» **EXERCISE GOAL**
Copy each line of the data beneath in which the word "execute" appears.

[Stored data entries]
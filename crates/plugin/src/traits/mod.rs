//! Capabilities the loader depends on

pub mod importer;
pub mod registrar;

// Re-export main types for convenience
pub use importer::*;
pub use registrar::*;
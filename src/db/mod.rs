pub mod cascade;

use sqlx::sqlite::{SqlitePool, SqlitePoolOptions};
use std::time::Duration;

pub type DbPool = SqlitePool;

/// Creates a SQLite connection pool with sensible settings
pub async fn create_pool(database_url: &str, max_connections: u32) -> Result<DbPool, sqlx::Error> {
    tracing::info!(
        "Connecting to database with max_connections={}",
        max_connections
    );

    let pool = SqlitePoolOptions::new()
        .max_connections(max_connections)
        .acquire_timeout(Duration::from_secs(5))
        .idle_timeout(Duration::from_secs(600))
        .connect(database_url)
        .await?;

    // Test the connection
    sqlx::query("SELECT 1").execute(&pool).await?;

    tracing::info!("Database connection pool created successfully");

    Ok(pool)
}

/// Applies the embedded schema migrations
pub async fn run_migrations(pool: &DbPool) -> Result<(), sqlx::migrate::MigrateError> {
    sqlx::migrate!().run(pool).await
}

/// Runs database health check
pub async fn health_check(pool: &DbPool) -> Result<(), sqlx::Error> {
    sqlx::query("SELECT 1").execute(pool).await?;
    Ok(())
}

/// True when the store rejected a write on a unique constraint. The unique
/// indexes on `users.email`, `enrollments(student_id, course_id)` and
/// `submissions(assignment_id, student_id)` are the authoritative duplicate
/// guards; the per-handler lookups are only a fast path with a friendlier
/// message.
pub fn is_unique_violation(err: &sqlx::Error) -> bool {
    matches!(
        err,
        sqlx::Error::Database(db) if matches!(db.kind(), sqlx::error::ErrorKind::UniqueViolation)
    )
}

» **TASK RESULT**
    sqlx::query("SELECT 1").execute(&pool).await?;
    sqlx::query("SELECT 1").execute(pool).await?;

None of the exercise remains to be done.